A new monoclonal antibody reactive with several Ly49 NK cell receptors mediates redirected lysis of target cells.

Abstract

We produced a novel hamster monoclonal antibody (MAb), 14B11, that recognizes the majority of mouse natural-killer (NK) cells. Transfection studies demonstrated that 14B11 MAb binds a subset of Ly49 receptors, including three putative inhibitory receptors, Ly49F, I, and C. No binding to Ly49A, B, D, or G was detected. In addition, 14B11 was shown to bind the putative activating receptor Ly49H, which required co-transfection of the signaling molecule DAP12 for detectable cell surface expression. Thus, 14B11 is the first reported MAb to bind Ly49H and F. At the functional level, 14B11 MAb enhanced the lysis by IL-2 activated NK cells of an FcR+ target cell line (Daudi), but not an FcR- target cell (EL-4). Because F(ab')2 fragments of 14B11 failed to enhance lytic activity, the enhancement of lysis by intact antibody is apparently due to "redirected lysis," in which stimulatory receptors on the NK cell are bridged by antibody to Fc receptors on the target cell.
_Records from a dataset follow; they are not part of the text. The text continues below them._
use std::fmt;
use std::path::Path;

use anyhow::{Context, anyhow};
use log::{debug, info};

use crate::cluster::build_edges;
use crate::config::AestheticConfig;
use crate::dataset::AestheticDataset;
use crate::display::DisplaySubset;
use crate::record::{ParsedRecords, parse_str};
use crate::scene::{Scene, SceneMeta};
use crate::tsne::{Tsne, TsneParams};
use crate::utils::read_with_digest;

/// 单个风格处理失败的原因，不影响其他风格
#[derive(Debug)]
pub struct AestheticFailure {
    pub aesthetic: String,
    /// 尝试降维的记录数量
    pub records: usize,
    pub cause: anyhow::Error,
}

impl fmt::Display for AestheticFailure {
    fn fmt(&self, f: &mut fmt::Formatter<'_>) -> fmt::Result {
        write!(f, "{}（{} 条记录）：{:#}", self.aesthetic, self.records, self.cause)
    }
}

impl std::error::Error for AestheticFailure {}

/// 从已解析的记录生成一个风格的场景
pub fn run_aesthetic(
    config: &AestheticConfig,
    palette: &[String],
    params: &TsneParams,
    parsed: ParsedRecords,
    input_digest: Option<String>,
) -> Result<Scene, AestheticFailure> {
    let skipped_lines = parsed.skipped.len();
    let dataset = AestheticDataset::from_config(config, parsed.records);
    let records = dataset.len();
    let fail = |cause: anyhow::Error| AestheticFailure { aesthetic: config.name.clone(), records, cause };

    debug!("{}：{} 条记录，跳过 {} 行", dataset.name, records, skipped_lines);

    let embedding = Tsne::new(params.clone()).fit_records(&dataset.records).map_err(|e| fail(e.into()))?;
    let subset = DisplaySubset::filter(&dataset.records, &embedding, &dataset.outlier_labels);
    let edges = build_edges(&dataset.cluster_groups, &subset, palette.len()).map_err(|e| fail(e.into()))?;

    info!(
        "{}：展示 {}/{} 个点，{} 条连线，KL 散度 {:.4}",
        dataset.name,
        subset.len(),
        records,
        edges.len(),
        embedding.kl_divergence
    );

    let meta = SceneMeta {
        records,
        displayed: subset.len(),
        skipped_lines,
        input_digest,
        kl_divergence: embedding.kl_divergence,
        n_iter: embedding.n_iter,
        tsne: params.clone(),
    };
    Ok(Scene::assemble(&dataset.name, &subset, &edges, palette, meta))
}

/// 读取记录文件并处理一个风格
pub fn run_file(
    config: &AestheticConfig,
    palette: &[String],
    params: &TsneParams,
    path: impl AsRef<Path>,
) -> Result<Scene, AestheticFailure> {
    let path = path.as_ref();
    let fail = |cause: anyhow::Error| AestheticFailure { aesthetic: config.name.clone(), records: 0, cause };

    let (bytes, digest) =
        read_with_digest(path).with_context(|| format!("无法读取记录文件: {}", path.display())).map_err(fail)?;
    let text = String::from_utf8(bytes)
        .map_err(|_| anyhow!("记录文件不是合法的 UTF-8: {}", path.display()))
        .map_err(fail)?;

    run_aesthetic(config, palette, params, parse_str(&text), Some(digest))
}

#[cfg(test)]
mod tests {
    use super::*;
    use crate::cluster::default_palette;
    use crate::record::parse_lines;
    use crate::tsne::ReduceError;

    fn line(label: &str, center: f64, j: usize) -> String {
        let v: Vec<String> = (0..4).map(|k| format!("{}", center + 0.01 * ((j * 7 + k * 3) % 5) as f64)).collect();
        format!("{label}:0.9:{}:[{}]", j % 4, v.join(", "))
    }

    fn lines(n: usize) -> Vec<String> {
        (0..n).map(|j| line(&format!("L{j}"), if j % 2 == 0 { 0.0 } else { 5.0 }, j)).collect()
    }

    #[test]
    fn test_outlier_and_cluster_scene() {
        let mut config = AestheticConfig::new("FA_test");
        config.clusters = vec![vec!["L0".into(), "L1".into(), "L2".into()]];
        config.outliers = vec!["L1".into()];
        let params = TsneParams { perplexity: 3.0, max_iter: 300, ..Default::default() };

        let scene = run_aesthetic(&config, &default_palette(), &params, parse_lines(lines(12)), None).unwrap();
        assert_eq!(scene.meta.records, 12);
        assert_eq!(scene.points.len(), 11);
        assert!(scene.points.iter().all(|p| p.label != "L1"));
        assert_eq!(scene.edges.len(), 1);
        assert_eq!((scene.edges[0].source.as_str(), scene.edges[0].target.as_str()), ("L0", "L2"));
    }

    #[test]
    fn test_too_few_records_fails() {
        let config = AestheticConfig::new("FA_small");
        let err = run_aesthetic(&config, &default_palette(), &TsneParams::default(), parse_lines(lines(5)), None)
            .unwrap_err();
        assert_eq!(err.aesthetic, "FA_small");
        assert_eq!(err.records, 5);
        assert_eq!(
            err.cause.downcast_ref::<ReduceError>(),
            Some(&ReduceError::PerplexityTooLarge { perplexity: 10.0, n_samples: 5 })
        );
    }

    #[test]
    fn test_run_file_digest() {
        let dir = tempfile::tempdir().unwrap();
        let path = dir.path().join("records.txt");
        let mut text = lines(12).join("\n");
        text.push_str("\nbroken line\n");
        std::fs::write(&path, &text).unwrap();

        let params = TsneParams { perplexity: 3.0, max_iter: 300, ..Default::default() };
        let scene = run_file(&AestheticConfig::new("FA_file"), &default_palette(), &params, &path).unwrap();
        assert_eq!(scene.meta.skipped_lines, 1);
        assert_eq!(scene.meta.input_digest, Some(blake3::hash(text.as_bytes()).to_hex().to_string()));
    }

    #[test]
    fn test_run_file_missing() {
        let err = run_file(&AestheticConfig::new("FA_none"), &default_palette(), &TsneParams::default(), "nope.txt")
            .unwrap_err();
        assert_eq!(err.records, 0);
    }
}
use std::fs;
use std::path::Path;

use anyhow::Result;
use clap::ValueEnum;
use serde::Serialize;

use crate::cluster::ClusterEdge;
use crate::display::DisplaySubset;
use crate::tsne::TsneParams;

/// 标记大小 = 实例数量 * MARKER_SCALE + MARKER_BASE
pub const MARKER_SCALE: f64 = 2.0;
pub const MARKER_BASE: f64 = 6.0;

const PLOTLY_CDN: &str = "https://cdn.plot.ly/plotly-2.35.2.min.js";

pub fn marker_size(instance_count: u32) -> f64 {
    instance_count as f64 * MARKER_SCALE + MARKER_BASE
}

#[derive(Serialize, Debug, Clone, PartialEq)]
pub struct ScenePoint {
    pub label: String,
    pub x: f64,
    pub y: f64,
    pub z: f64,
    pub instance_count: u32,
    pub size: f64,
}

#[derive(Serialize, Debug, Clone, PartialEq)]
pub struct SceneEdge {
    pub source: String,
    pub target: String,
    pub x1: f64,
    pub y1: f64,
    pub z1: f64,
    pub x2: f64,
    pub y2: f64,
    pub z2: f64,
    pub color_index: usize,
    pub color: String,
}

#[derive(Serialize, Debug, Clone, PartialEq)]
pub struct SceneMeta {
    /// 参与降维的记录数量（含离群点）
    pub records: usize,
    /// 展示的点数量
    pub displayed: usize,
    /// 解析时跳过的行数
    pub skipped_lines: usize,
    /// 输入文件的 blake3 哈希
    pub input_digest: Option<String>,
    pub kl_divergence: f64,
    pub n_iter: usize,
    pub tsne: TsneParams,
}

/// 交给展示层的完整场景
#[derive(Serialize, Debug, Clone, PartialEq)]
pub struct Scene {
    pub aesthetic: String,
    pub points: Vec<ScenePoint>,
    pub edges: Vec<SceneEdge>,
    pub palette: Vec<String>,
    pub meta: SceneMeta,
}

#[derive(ValueEnum, Debug, Clone, Copy, PartialEq, Eq)]
pub enum SceneFormat {
    Html,
    Json,
}

impl SceneFormat {
    pub fn extension(&self) -> &'static str {
        match self {
            Self::Html => "html",
            Self::Json => "json",
        }
    }
}

impl Scene {
    pub fn assemble(
        aesthetic: impl Into<String>,
        subset: &DisplaySubset,
        edges: &[ClusterEdge],
        palette: &[String],
        meta: SceneMeta,
    ) -> Self {
        let points = subset
            .labels()
            .iter()
            .zip(subset.coords())
            .zip(subset.instance_counts())
            .map(|((label, &[x, y, z]), &instance_count)| ScenePoint {
                label: label.clone(),
                x,
                y,
                z,
                instance_count,
                size: marker_size(instance_count),
            })
            .collect();

        let edges = edges
            .iter()
            .map(|e| {
                let [x1, y1, z1] = subset.coords()[e.source];
                let [x2, y2, z2] = subset.coords()[e.target];
                SceneEdge {
                    source: e.source_label.clone(),
                    target: e.target_label.clone(),
                    x1,
                    y1,
                    z1,
                    x2,
                    y2,
                    z2,
                    color_index: e.color_index,
                    color: palette[e.color_index % palette.len()].clone(),
                }
            })
            .collect();

        Self { aesthetic: aesthetic.into(), points, edges, palette: palette.to_vec(), meta }
    }

    pub fn to_json(&self) -> Result<String> {
        Ok(serde_json::to_string_pretty(self)?)
    }

    /// 生成独立的 HTML 页面，通过 CDN 加载 plotly.js 绘制
    pub fn to_html(&self) -> Result<String> {
        // 避免标签中的 </script> 提前结束脚本
        let data = serde_json::to_string(self)?.replace("</", "<\\/");
        let name = html_escape(&self.aesthetic);
        Ok(HTML_TEMPLATE
            .replace("__PLOTLY__", PLOTLY_CDN)
            .replace("__NAME__", &name)
            .replace("__SCENE__", &data))
    }

    pub fn render(&self, format: SceneFormat) -> Result<String> {
        match format {
            SceneFormat::Html => self.to_html(),
            SceneFormat::Json => self.to_json(),
        }
    }

    pub fn write(&self, path: impl AsRef<Path>, format: SceneFormat) -> Result<()> {
        fs::write(path, self.render(format)?)?;
        Ok(())
    }
}

fn html_escape(s: &str) -> String {
    let mut out = String::with_capacity(s.len());
    for c in s.chars() {
        match c {
            '&' => out.push_str("&amp;"),
            '<' => out.push_str("&lt;"),
            '>' => out.push_str("&gt;"),
            '"' => out.push_str("&quot;"),
            '\'' => out.push_str("&#39;"),
            _ => out.push(c),
        }
    }
    out
}

const HTML_TEMPLATE: &str = r##"<html>
<head>
<meta charset="UTF-8">
<title>__NAME__ 3D t-SNE Embedding</title>
<script src="__PLOTLY__"></script>
<style>
    body {
        margin: 0;
        padding: 0;
        display: flex;
        justify-content: flex-start;
        align-items: center;
        flex-direction: column;
        background-color: #111;
        color: white;
        font-family: Arial, sans-serif;
    }
    .plot-container {
        width: 90vw;
        height: 75vh;
        margin-top: 5px;
    }
    .disclaimer {
        color: #ccc;
        font-size: 16px;
        margin-top: 25px;
        margin-bottom: 20px;
        width: 80%;
        text-align: center;
        line-height: 1.4;
    }
</style>
</head>
<body>
<div id="plot" class="plot-container"></div>
<div class="disclaimer">
    <b>Important:</b> These points represent semantic embeddings of image labels.<br>
    Labels come directly from an image labeling service and are not hand-curated.<br>
    Deterministic t-SNE settings ensure reproducible layouts on every run.
</div>
<script>
const scene = __SCENE__;
const pts = scene.points;
const esc = s => String(s).replace(/&/g, "&amp;").replace(/</g, "&lt;").replace(/>/g, "&gt;");
const traces = [{
    type: "scatter3d",
    mode: "markers",
    x: pts.map(p => p.x),
    y: pts.map(p => p.y),
    z: pts.map(p => p.z),
    marker: {
        size: pts.map(p => p.size),
        color: pts.map(p => p.instance_count),
        colorscale: "Viridis",
        opacity: 0.9
    },
    text: pts.map(p => esc(p.label)),
    customdata: pts.map(p => p.instance_count),
    hovertemplate: "<b>%{text}</b><br>Instances=%{customdata}<extra></extra>",
    name: "Points"
}];
for (const e of scene.edges) {
    const pair = esc(e.source) + " ↔ " + esc(e.target);
    traces.push({
        type: "scatter3d",
        mode: "lines",
        x: [e.x1, e.x2],
        y: [e.y1, e.y2],
        z: [e.z1, e.z2],
        line: { color: e.color, width: 4 },
        text: [pair, pair],
        hovertemplate: "<b>%{text}</b><extra></extra>",
        showlegend: false
    });
}
const layout = {
    title: { text: "3D t-SNE — " + scene.aesthetic + " Object Embeddings<br>"
        + "<span style='font-size:16px;color:#bbb;'>Note: t-SNE preserves some local relationships, "
        + "but dissimilar words may appear close together and similar words may appear far apart "
        + "due to dimensionality reduction.</span>" },
    scene: {
        xaxis: { title: { text: "t-SNE 1" } },
        yaxis: { title: { text: "t-SNE 2" } },
        zaxis: { title: { text: "t-SNE 3" } },
        bgcolor: "#111"
    },
    paper_bgcolor: "#111",
    plot_bgcolor: "#111",
    font: { color: "white" },
    showlegend: false,
    margin: { l: 0, r: 0, t: 60, b: 0 }
};
Plotly.newPlot("plot", traces, layout);
</script>
</body>
</html>
"##;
Cell separation experiments demonstrated that the 14B11-dependent redirected lysis was markedly increased using NK cell populations that had been depleted of Ly49F,+ I,+ or C+ NK cells. Because such depletions are expected to enrich for Ly49H+ NK cells, these results suggest that the enhancement of lysis mediated by 14B11 MAb may be due to stimulation of the activating Ly49H receptor. In conjunction with other anti-Ly49 MAbs, the 14B11 MAb will be useful in further studies of Ly49 receptor function and specificity.